- **Source material**
>>>

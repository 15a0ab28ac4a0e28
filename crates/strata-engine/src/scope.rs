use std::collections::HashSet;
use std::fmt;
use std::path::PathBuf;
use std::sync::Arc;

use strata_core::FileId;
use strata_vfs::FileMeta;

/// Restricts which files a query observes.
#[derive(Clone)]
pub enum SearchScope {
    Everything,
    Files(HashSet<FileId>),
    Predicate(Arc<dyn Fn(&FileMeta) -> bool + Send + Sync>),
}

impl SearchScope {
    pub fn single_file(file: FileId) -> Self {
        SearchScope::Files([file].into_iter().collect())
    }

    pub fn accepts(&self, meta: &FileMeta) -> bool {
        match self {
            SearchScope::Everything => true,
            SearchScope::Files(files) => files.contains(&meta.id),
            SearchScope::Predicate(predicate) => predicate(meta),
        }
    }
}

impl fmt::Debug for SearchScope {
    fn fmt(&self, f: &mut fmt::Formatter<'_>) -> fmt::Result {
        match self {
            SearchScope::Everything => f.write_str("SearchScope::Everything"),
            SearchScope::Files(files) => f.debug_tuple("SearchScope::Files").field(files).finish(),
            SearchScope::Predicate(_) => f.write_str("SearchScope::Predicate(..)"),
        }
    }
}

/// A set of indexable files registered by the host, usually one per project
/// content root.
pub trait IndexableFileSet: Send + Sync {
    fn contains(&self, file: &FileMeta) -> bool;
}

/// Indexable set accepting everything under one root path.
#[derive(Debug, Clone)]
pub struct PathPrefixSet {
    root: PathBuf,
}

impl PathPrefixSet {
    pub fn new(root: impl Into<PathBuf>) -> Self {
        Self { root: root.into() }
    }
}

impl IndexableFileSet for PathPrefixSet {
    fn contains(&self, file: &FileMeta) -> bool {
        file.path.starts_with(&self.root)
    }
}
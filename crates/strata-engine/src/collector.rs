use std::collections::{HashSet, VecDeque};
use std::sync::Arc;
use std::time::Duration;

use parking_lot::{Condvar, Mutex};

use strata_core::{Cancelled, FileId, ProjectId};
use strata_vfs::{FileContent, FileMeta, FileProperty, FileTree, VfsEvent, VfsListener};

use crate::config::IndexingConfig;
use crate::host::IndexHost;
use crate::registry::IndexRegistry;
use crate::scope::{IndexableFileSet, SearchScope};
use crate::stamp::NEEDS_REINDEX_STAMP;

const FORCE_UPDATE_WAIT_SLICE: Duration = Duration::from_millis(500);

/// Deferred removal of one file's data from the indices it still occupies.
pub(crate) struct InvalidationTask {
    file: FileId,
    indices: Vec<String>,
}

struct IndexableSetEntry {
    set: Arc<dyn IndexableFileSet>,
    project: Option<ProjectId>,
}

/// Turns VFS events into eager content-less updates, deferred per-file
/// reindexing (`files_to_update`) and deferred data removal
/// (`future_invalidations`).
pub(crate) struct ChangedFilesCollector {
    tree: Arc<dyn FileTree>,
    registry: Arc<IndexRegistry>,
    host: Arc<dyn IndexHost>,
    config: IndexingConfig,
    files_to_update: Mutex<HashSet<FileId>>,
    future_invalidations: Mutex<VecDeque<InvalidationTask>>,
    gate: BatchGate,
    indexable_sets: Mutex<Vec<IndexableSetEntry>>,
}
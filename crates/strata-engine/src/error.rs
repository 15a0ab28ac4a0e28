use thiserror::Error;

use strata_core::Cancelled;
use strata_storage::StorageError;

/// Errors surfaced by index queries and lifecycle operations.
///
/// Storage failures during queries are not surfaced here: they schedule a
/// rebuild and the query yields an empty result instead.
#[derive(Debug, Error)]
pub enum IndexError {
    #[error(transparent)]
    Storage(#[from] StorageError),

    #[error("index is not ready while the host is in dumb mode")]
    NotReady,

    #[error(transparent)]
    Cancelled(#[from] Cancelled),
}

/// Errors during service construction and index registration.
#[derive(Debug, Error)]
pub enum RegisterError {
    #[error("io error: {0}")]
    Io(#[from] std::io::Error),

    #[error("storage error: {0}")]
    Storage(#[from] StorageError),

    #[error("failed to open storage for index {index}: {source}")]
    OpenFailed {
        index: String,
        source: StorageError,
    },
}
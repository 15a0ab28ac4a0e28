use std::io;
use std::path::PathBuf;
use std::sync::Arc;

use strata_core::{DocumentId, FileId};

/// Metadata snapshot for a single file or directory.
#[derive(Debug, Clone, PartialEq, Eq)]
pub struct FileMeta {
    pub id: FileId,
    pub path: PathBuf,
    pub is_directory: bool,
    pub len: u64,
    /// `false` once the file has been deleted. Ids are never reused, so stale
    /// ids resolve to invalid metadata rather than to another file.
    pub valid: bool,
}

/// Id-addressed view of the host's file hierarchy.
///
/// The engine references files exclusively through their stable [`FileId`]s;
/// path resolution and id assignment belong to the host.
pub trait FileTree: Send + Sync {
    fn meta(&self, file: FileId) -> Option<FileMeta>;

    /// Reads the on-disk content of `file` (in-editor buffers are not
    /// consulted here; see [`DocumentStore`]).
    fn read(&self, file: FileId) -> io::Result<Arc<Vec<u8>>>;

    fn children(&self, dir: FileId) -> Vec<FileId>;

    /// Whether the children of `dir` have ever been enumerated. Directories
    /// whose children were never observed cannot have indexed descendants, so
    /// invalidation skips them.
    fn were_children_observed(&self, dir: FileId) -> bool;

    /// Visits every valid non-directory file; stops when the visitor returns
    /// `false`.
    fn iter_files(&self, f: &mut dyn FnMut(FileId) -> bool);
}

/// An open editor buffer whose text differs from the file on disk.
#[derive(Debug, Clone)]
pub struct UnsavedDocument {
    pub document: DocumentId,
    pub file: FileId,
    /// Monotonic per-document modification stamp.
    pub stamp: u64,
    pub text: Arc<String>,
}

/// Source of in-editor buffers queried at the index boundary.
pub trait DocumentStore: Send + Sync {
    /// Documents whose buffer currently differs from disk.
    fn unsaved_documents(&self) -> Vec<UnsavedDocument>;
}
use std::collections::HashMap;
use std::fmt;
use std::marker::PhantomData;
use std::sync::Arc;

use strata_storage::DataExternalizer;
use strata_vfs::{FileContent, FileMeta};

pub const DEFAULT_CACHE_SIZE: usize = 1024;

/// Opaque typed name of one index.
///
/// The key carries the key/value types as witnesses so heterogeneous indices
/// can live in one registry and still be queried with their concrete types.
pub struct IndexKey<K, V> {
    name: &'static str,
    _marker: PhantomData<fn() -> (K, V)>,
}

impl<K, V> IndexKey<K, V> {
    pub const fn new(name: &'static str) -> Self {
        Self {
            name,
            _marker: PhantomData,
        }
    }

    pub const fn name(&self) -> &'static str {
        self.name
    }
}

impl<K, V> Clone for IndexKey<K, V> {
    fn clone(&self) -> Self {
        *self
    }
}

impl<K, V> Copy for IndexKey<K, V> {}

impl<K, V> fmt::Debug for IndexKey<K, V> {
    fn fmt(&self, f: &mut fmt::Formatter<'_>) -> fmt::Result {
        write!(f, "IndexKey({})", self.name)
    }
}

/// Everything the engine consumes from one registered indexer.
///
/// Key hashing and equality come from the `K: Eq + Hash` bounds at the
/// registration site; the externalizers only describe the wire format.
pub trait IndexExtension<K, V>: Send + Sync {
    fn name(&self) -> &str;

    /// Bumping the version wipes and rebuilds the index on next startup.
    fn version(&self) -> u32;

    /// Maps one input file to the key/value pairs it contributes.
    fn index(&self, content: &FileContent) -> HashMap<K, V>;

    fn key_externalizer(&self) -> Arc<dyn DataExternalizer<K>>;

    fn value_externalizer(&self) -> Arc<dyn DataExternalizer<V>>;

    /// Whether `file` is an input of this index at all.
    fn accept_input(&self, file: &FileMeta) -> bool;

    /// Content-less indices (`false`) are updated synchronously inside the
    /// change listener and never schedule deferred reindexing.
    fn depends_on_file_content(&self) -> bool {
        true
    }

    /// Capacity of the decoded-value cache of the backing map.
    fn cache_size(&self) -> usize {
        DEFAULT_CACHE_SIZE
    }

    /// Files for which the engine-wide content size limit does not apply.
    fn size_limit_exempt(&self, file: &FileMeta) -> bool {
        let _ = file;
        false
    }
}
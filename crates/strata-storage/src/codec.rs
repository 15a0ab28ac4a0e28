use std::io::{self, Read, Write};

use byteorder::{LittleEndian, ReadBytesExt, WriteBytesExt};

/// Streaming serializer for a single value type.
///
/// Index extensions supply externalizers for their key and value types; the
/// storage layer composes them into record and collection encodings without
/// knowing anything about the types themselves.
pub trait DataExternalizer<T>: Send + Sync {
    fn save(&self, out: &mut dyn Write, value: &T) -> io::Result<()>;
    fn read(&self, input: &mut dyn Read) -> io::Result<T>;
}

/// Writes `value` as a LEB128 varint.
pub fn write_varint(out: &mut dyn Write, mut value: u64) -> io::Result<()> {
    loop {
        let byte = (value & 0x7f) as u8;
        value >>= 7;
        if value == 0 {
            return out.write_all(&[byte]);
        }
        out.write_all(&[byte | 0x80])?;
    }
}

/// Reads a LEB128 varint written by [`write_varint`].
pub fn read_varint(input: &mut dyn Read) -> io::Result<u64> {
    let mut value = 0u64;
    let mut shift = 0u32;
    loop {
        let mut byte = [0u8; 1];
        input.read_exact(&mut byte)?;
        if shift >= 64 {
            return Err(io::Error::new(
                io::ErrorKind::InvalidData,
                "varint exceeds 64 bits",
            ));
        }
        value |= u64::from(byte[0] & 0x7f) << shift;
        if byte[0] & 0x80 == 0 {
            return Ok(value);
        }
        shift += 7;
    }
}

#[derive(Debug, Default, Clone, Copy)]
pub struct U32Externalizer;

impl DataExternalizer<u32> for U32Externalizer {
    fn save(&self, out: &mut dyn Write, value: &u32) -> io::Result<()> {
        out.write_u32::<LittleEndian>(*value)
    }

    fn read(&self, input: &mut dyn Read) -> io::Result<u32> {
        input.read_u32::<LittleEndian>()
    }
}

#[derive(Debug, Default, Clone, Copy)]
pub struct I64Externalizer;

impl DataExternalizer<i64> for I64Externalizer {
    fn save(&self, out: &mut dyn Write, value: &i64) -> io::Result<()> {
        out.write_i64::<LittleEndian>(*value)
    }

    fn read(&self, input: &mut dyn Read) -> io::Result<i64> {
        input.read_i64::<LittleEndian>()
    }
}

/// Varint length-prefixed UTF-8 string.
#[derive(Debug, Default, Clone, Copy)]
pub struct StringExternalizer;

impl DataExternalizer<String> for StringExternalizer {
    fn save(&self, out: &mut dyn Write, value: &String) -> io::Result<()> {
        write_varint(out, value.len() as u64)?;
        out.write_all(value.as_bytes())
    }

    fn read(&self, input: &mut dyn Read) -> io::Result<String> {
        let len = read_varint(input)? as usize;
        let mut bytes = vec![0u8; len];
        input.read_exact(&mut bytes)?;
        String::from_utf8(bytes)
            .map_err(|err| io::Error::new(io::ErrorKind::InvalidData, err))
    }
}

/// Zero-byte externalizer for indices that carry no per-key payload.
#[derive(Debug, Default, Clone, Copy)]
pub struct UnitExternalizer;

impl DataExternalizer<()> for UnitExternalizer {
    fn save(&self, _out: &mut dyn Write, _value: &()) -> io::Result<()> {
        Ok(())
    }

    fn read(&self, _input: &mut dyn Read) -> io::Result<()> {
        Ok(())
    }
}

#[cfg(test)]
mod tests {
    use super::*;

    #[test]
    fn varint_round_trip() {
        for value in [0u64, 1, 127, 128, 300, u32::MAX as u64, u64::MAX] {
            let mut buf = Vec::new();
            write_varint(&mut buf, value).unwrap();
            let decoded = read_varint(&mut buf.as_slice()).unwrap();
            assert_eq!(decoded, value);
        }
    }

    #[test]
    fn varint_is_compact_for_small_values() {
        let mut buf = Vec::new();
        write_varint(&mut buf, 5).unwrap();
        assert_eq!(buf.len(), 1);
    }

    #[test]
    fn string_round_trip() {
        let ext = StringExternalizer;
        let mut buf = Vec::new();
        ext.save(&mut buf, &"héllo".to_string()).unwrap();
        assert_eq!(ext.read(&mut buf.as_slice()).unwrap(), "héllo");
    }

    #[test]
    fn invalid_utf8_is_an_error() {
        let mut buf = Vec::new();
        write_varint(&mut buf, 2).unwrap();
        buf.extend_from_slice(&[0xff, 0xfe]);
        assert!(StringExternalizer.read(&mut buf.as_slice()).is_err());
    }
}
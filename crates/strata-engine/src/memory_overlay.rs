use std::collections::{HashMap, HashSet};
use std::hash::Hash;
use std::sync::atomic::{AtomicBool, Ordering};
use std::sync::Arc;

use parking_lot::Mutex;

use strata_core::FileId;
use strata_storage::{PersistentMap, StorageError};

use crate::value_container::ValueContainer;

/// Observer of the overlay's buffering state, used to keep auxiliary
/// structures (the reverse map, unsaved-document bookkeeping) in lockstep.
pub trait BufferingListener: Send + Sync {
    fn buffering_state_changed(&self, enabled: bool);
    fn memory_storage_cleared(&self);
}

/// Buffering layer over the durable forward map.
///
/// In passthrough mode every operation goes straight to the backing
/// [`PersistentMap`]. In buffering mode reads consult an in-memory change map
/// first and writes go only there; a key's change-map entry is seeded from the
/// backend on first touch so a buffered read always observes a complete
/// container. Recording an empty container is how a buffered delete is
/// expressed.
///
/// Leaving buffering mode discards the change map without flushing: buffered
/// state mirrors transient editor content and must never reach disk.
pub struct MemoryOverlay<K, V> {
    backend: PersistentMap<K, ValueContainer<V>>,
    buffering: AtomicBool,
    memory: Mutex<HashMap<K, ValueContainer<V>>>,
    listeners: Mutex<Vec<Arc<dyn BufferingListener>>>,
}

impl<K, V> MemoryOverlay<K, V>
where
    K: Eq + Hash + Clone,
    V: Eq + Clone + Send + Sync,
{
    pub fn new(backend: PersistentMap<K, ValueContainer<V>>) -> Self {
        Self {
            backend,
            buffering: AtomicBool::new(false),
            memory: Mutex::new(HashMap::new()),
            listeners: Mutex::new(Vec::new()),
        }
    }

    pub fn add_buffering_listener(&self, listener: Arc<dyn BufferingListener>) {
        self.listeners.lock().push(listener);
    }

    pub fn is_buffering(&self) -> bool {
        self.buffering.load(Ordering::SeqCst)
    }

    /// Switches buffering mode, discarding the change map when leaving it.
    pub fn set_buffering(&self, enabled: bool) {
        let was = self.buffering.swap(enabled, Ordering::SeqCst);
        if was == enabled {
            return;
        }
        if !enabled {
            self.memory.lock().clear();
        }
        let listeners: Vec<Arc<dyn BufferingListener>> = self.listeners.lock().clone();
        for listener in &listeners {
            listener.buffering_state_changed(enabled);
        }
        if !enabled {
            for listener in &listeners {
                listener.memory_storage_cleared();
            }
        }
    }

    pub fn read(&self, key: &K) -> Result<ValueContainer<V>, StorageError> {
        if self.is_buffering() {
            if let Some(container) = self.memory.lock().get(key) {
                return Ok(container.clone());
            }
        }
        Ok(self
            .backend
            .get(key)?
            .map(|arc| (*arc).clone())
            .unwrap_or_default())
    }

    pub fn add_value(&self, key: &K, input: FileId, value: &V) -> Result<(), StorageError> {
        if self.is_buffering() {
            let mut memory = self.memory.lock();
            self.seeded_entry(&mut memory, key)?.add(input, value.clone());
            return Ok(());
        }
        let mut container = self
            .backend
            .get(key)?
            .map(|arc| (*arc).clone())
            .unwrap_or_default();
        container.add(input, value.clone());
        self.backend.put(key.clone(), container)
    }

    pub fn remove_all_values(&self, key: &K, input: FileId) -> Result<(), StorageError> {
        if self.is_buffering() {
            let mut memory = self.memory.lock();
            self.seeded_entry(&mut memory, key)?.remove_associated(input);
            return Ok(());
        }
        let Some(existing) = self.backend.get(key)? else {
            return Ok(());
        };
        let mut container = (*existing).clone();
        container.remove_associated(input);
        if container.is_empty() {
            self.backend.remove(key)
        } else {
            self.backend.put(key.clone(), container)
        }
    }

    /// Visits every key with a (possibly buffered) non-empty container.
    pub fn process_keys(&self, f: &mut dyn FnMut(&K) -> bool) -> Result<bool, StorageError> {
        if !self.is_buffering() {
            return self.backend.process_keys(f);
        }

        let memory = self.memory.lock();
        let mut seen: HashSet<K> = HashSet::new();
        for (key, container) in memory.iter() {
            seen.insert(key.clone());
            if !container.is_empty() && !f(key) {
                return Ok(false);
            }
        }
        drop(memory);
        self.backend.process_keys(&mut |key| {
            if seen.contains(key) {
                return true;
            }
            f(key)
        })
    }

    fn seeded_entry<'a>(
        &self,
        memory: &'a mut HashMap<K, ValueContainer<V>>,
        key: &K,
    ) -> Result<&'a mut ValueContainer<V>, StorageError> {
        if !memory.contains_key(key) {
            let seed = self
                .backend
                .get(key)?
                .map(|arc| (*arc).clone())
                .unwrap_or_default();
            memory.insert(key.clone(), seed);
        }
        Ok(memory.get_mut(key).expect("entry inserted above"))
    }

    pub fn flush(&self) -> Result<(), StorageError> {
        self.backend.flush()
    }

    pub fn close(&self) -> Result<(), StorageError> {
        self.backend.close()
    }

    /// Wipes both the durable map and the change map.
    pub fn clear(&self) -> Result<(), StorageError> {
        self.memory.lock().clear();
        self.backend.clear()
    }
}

<<<

- **Work instructions**
Search the data for "durable". Copy every matching line.

- **Response box**
/// Buffering layer over the durable forward map.
    /// Wipes both the durable map and the change map.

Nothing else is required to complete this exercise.